Dataset entries
☆ ☆ ☆ ☆ ☆ ☆ ☆

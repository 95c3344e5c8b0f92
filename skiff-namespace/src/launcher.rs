//! Starting a container from the host side
//!
//! The launcher clones a child into new UTS, PID and mount namespaces and
//! has it exec the runtime binary again as the bootstrap. Because the
//! namespaces are requested at clone time, the bootstrap is PID 1 of its
//! PID namespace.
//!
//! This module uses `unsafe` for clone(2), which is inherently unsafe
//! but necessary for proper PID namespace isolation.

#![allow(unsafe_code)]

use nix::errno::Errno;
use nix::fcntl::OFlag;
use nix::sched::clone;
use nix::sys::signal::Signal;
use nix::sys::wait::{waitpid, WaitStatus};
use nix::unistd::{execv, pipe2, write, Pid};
use skiff_cgroup::{CgroupLease, ResourceLimiter};
use skiff_core::{
    exit, BootstrapArgs, CgroupHierarchy, ContainerEvent, ContainerSpec, Error, Result,
};
use std::ffi::{CString, OsString};
use std::fs::File;
use std::io::Read;
use std::os::fd::OwnedFd;
use std::os::unix::ffi::OsStrExt;
use std::path::PathBuf;
use std::time::SystemTime;
use tracing::{debug, error, info, warn};

use crate::config::NamespaceConfig;
use crate::signals;

/// Program re-executed as the bootstrap
pub const SELF_EXE: &str = "/proc/self/exe";

const STACK_SIZE: usize = 1024 * 1024;

/// Host-side container starter
pub struct Launcher<'a, L: ResourceLimiter + ?Sized> {
    limiter: &'a L,
    hierarchy: CgroupHierarchy,
    namespaces: NamespaceConfig,
    program: PathBuf,
    core_count: usize,
    verbose: bool,
}

impl<'a, L: ResourceLimiter + ?Sized> Launcher<'a, L> {
    /// Create a launcher that cleans up through `limiter`
    ///
    /// `hierarchy` is handed to the bootstrap so both sides agree on where
    /// the controller roots live.
    #[must_use]
    pub fn new(limiter: &'a L, hierarchy: CgroupHierarchy, core_count: usize) -> Self {
        Self {
            limiter,
            hierarchy,
            namespaces: NamespaceConfig::container(),
            program: PathBuf::from(SELF_EXE),
            core_count,
            verbose: false,
        }
    }

    /// Request a different namespace set
    #[must_use]
    pub const fn with_namespaces(mut self, namespaces: NamespaceConfig) -> Self {
        self.namespaces = namespaces;
        self
    }

    /// Exec `program` instead of the running binary
    #[must_use]
    pub fn with_program(mut self, program: impl Into<PathBuf>) -> Self {
        self.program = program.into();
        self
    }

    /// Pass `--verbose` on to the bootstrap
    #[must_use]
    pub const fn with_verbose(mut self, verbose: bool) -> Self {
        self.verbose = verbose;
        self
    }

    /// Argument vector the bootstrap is started with, `argv[0]` included
    #[must_use]
    pub fn bootstrap_argv(&self, spec: &ContainerSpec) -> Vec<OsString> {
        let args = BootstrapArgs {
            spec: spec.clone(),
            hierarchy: self.hierarchy.clone(),
            verbose: self.verbose,
        };

        let mut argv = vec![self.program.clone().into_os_string()];
        argv.extend(args.to_argv());
        argv
    }

    /// Run `spec` to completion and return the bootstrap's exit code
    ///
    /// Cleanup of the container's cgroups runs exactly once on every path
    /// out, and never changes the returned code.
    ///
    /// # Errors
    /// Returns error if the spec is invalid (nothing is created then) or the
    /// bootstrap could not be started.
    pub fn launch(&self, spec: &ContainerSpec) -> Result<i32> {
        spec.validate(self.core_count)?;
        self.hierarchy.validate()?;

        let lease = CgroupLease::new(self.limiter, spec.id.clone());

        let result = self.spawn(spec).and_then(|child| {
            ContainerEvent::Started {
                id: spec.id.clone(),
                pid: child.as_raw(),
                timestamp: SystemTime::now(),
            }
            .emit_trace();

            let _forwarding = signals::forward_to(child);
            wait_for(child)
        });

        let report = lease.release();
        ContainerEvent::CleanedUp {
            id: spec.id.clone(),
            removed: report.removed.len(),
            errors: report.errors.len(),
            timestamp: SystemTime::now(),
        }
        .emit_trace();

        match &result {
            Ok(code) => ContainerEvent::Exited {
                id: spec.id.clone(),
                exit_code: *code,
                timestamp: SystemTime::now(),
            },
            Err(e) => ContainerEvent::StartupFailed {
                id: spec.id.clone(),
                message: e.to_string(),
                timestamp: SystemTime::now(),
            },
        }
        .emit_trace();

        result
    }

    /// Clone the bootstrap and confirm it reached exec
    fn spawn(&self, spec: &ContainerSpec) -> Result<Pid> {
        let argv = self.bootstrap_argv(spec);
        let program = to_cstring(self.program.as_os_str().as_bytes())?;
        let c_argv = argv
            .iter()
            .map(|a| to_cstring(a.as_bytes()))
            .collect::<Result<Vec<_>>>()?;

        let flags = self.namespaces.to_clone_flags();
        info!(
            container_id = %spec.id,
            namespaces = ?self.namespaces.enabled_namespaces(),
            program = %self.program.display(),
            "Starting bootstrap"
        );

        // The pipe closes on a successful exec; an errno arrives otherwise
        let (status_read, status_write) = pipe2(OFlag::O_CLOEXEC)
            .map_err(|e| Error::errno("pipe2", e))?;

        let mut stack = vec![0u8; STACK_SIZE];
        let child_fn = Box::new(|| exec_bootstrap(&program, &c_argv, &status_write));

        let child = unsafe {
            clone(
                child_fn,
                &mut stack,
                flags,
                Some(Signal::SIGCHLD as libc::c_int),
            )
        }
        .map_err(|e| {
            error!(container_id = %spec.id, error = %e, "clone failed");
            Error::errno("clone", e)
        })?;

        drop(status_write);

        debug!(container_id = %spec.id, pid = child.as_raw(), "Bootstrap cloned");

        match read_exec_errno(status_read) {
            Ok(None) => Ok(child),
            Ok(Some(errno)) => {
                // Reap the child that never reached the bootstrap
                let _ = waitpid(child, None);
                Err(Error::Launch {
                    message: format!("exec of {} failed: {errno}", self.program.display()),
                })
            }
            Err(e) => {
                let _ = waitpid(child, None);
                Err(e)
            }
        }
    }
}

impl<L: ResourceLimiter + ?Sized> std::fmt::Debug for Launcher<'_, L> {
    fn fmt(&self, f: &mut std::fmt::Formatter<'_>) -> std::fmt::Result {
        f.debug_struct("Launcher")
            .field("hierarchy", &self.hierarchy)
            .field("namespaces", &self.namespaces)
            .field("program", &self.program)
            .finish_non_exhaustive()
    }
}

fn to_cstring(bytes: &[u8]) -> Result<CString> {
    CString::new(bytes).map_err(|e| Error::invalid_config(format!("Argument contains NUL: {e}")))
}

/// Runs in the cloned child: exec, or report why not
fn exec_bootstrap(program: &CString, argv: &[CString], status: &OwnedFd) -> isize {
    let Err(errno) = execv(program, argv);
    let _ = write(status, &(errno as i32).to_ne_bytes());
    exit::RUNTIME_FAILURE as isize
}

fn read_exec_errno(status: OwnedFd) -> Result<Option<Errno>> {
    let mut pipe = File::from(status);
    let mut buf = [0u8; 4];
    let mut filled = 0;

    while filled < buf.len() {
        match pipe.read(&mut buf[filled..]) {
            Ok(0) => break,
            Ok(n) => filled += n,
            Err(e) if e.kind() == std::io::ErrorKind::Interrupted => {}
            Err(e) => return Err(Error::io("read exec status", e)),
        }
    }

    Ok(match filled {
        0 => None,
        4 => Some(Errno::from_raw(i32::from_ne_bytes(buf))),
        _ => Some(Errno::UnknownErrno),
    })
}

/// Parent side: wait for the bootstrap and turn its status into an exit code
fn wait_for(child: Pid) -> Result<i32> {
    debug!(pid = child.as_raw(), "Waiting for bootstrap to exit");

    loop {
        match waitpid(child, None) {
            Ok(WaitStatus::Exited(_, exit_code)) => {
                info!(pid = child.as_raw(), exit_code, "Bootstrap exited");
                return Ok(exit_code);
            }
            Ok(WaitStatus::Signaled(_, signal, _)) => {
                warn!(pid = child.as_raw(), ?signal, "Bootstrap terminated by signal");
                // Exit codes for signals: 128 + signal number
                return Ok(exit::from_signal(signal as i32));
            }
            Ok(status) => {
                debug!("Bootstrap status: {:?}", status);
                // Continue waiting for exit
            }
            Err(Errno::EINTR) => {
                // Interrupted by signal, continue waiting
                debug!("Wait interrupted by signal, continuing...");
            }
            Err(e) => {
                error!("Wait failed: {}", e);
                return Err(Error::Launch {
                    message: format!("Wait failed: {e}"),
                });
            }
        }
    }
}

#[cfg(test)]
mod tests {
    use super::*;
    use skiff_cgroup::MockLimiter;
    use skiff_core::{ContainerId, CpuCores, CpuLimit, CpuPeriod, ResourceLimits};

    fn spec(id: &str) -> ContainerSpec {
        ContainerSpec::builder("/bin/echo")
            .id(ContainerId::new(id).unwrap())
            .args(["hello"])
            .rootfs("/srv/containers/x")
            .build()
            .unwrap()
    }

    fn launcher(limiter: &MockLimiter) -> Launcher<'_, MockLimiter> {
        Launcher::new(limiter, CgroupHierarchy::new("/tmp/cg", "skiff-test"), 1)
            .with_namespaces(NamespaceConfig::none())
    }

    #[test]
    fn test_bootstrap_argv() {
        let limiter = MockLimiter::new();
        let argv = launcher(&limiter).with_verbose(true).bootstrap_argv(&spec("argv"));

        assert_eq!(argv[0], SELF_EXE);
        assert_eq!(argv[1], "--verbose");
        assert_eq!(argv[2], BootstrapArgs::SUBCOMMAND);
        assert_eq!(&argv[argv.len() - 3..], ["--", "/bin/echo", "hello"]);
        assert!(argv.iter().any(|a| a == "skiff-test"));
    }

    #[test]
    fn test_invalid_spec_never_spawns_or_cleans() {
        let limiter = MockLimiter::new();
        let mut spec = spec("bad");
        spec.limits = ResourceLimits {
            cpu: CpuLimit::new(CpuCores::new(0.5), CpuPeriod::from_micros(0)),
            ..ResourceLimits::default()
        };

        let err = launcher(&limiter).launch(&spec).unwrap_err();

        assert_eq!(err.exit_code(), exit::INVALID_CONFIG);
        assert_eq!(limiter.call_count(), 0);
    }

    #[test]
    fn test_exit_code_is_passed_through_and_cleanup_runs() {
        let limiter = MockLimiter::new();
        let spec = spec("passthrough");

        // /bin/false ignores the bootstrap arguments and exits 1
        let code = launcher(&limiter)
            .with_program("/bin/false")
            .launch(&spec)
            .unwrap();

        assert_eq!(code, 1);
        assert_eq!(limiter.cleanup_count(&spec.id), 1);
    }

    #[test]
    fn test_success_still_cleans_up_once() {
        let limiter = MockLimiter::new();
        let spec = spec("success");

        let code = launcher(&limiter)
            .with_program("/bin/true")
            .launch(&spec)
            .unwrap();

        assert_eq!(code, 0);
        assert_eq!(limiter.cleanup_count(&spec.id), 1);
    }

    #[test]
    fn test_exec_failure_is_startup_error() {
        let limiter = MockLimiter::new();
        let spec = spec("noexec");

        let err = launcher(&limiter)
            .with_program("/nonexistent/skiff")
            .launch(&spec)
            .unwrap_err();

        assert!(matches!(err, Error::Launch { .. }));
        assert!(exit::is_startup_failure(err.exit_code()));
        assert_eq!(limiter.cleanup_count(&spec.id), 1);
    }
}
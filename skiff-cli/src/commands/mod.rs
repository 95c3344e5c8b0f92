use anyhow::Result;

use crate::cli::{Cli, Commands};

pub mod child;
pub mod run;

/// Dispatch command to appropriate handler, returning the process exit code
pub fn dispatch(cli: Cli) -> Result<i32> {
    match cli.command {
        Commands::Run(args) => run::execute(args, cli.verbose),
        Commands::Child(args) => child::execute(args, cli.verbose),
    }
}
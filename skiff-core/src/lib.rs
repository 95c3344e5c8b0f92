//! Skiff Core - Foundation types shared by the launcher and the bootstrap
//!
//! This crate provides the container description, resource value objects,
//! runtime configuration and the error taxonomy used throughout Skiff.

#![warn(missing_docs, clippy::all, clippy::pedantic, clippy::nursery)]
#![allow(clippy::module_name_repetitions)]

pub mod config;
pub mod error;
pub mod events;
pub mod exit;
pub mod resources;
pub mod spec;
pub mod types;

pub use config::{CgroupHierarchy, RuntimeConfig};
pub use error::{Error, ErrorKind, Result};
pub use events::ContainerEvent;
pub use resources::{CpuCores, CpuLimit, CpuPeriod, MemoryLimit, MemorySize, ResourceLimits};
pub use spec::{BootstrapArgs, ContainerSpec, ContainerSpecBuilder};
pub use types::{ContainerId, ProcessId};
//! Namespace isolation and the container bootstrap sequence
//!
//! This crate provides both halves of a container's start:
//! - Launcher - clones the bootstrap into new UTS, PID and mount namespaces
//! - Bootstrap - installs limits, sets the hostname, confines the root and
//!   runs the command with `proc` and a scratch `tmpfs` mounted
//! - Mount orchestration with guaranteed, reverse-order unmounting
//! - Root filesystem confinement and preparation from a base image

#![warn(missing_docs, clippy::all, clippy::pedantic, clippy::nursery)]
#![allow(clippy::module_name_repetitions, clippy::missing_errors_doc)]

pub mod bootstrap;
pub mod config;
pub mod launcher;
pub mod mount;
pub mod rootfs;
pub mod signals;

pub use bootstrap::{Bootstrap, BootstrapState, HostOps, SyscallHost};
pub use config::NamespaceConfig;
pub use launcher::Launcher;
pub use mount::{with_mounts, MountGuard, MountSpec, Mounter, RecordingMounter, SyscallMounter};
pub use rootfs::PreparedRoot;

☆ ☆ ☆ ☆ ☆ ☆ ☆

GOAL OF THE EXERCISE -> In the entries above, find every line with the word "WaitStatus" and list it.

OUTPUT OF THE EXERCISE ->
use nix::sys::wait::{waitpid, WaitStatus};
            Ok(WaitStatus::Exited(_, exit_code)) => {
            Ok(WaitStatus::Signaled(_, signal, _)) => {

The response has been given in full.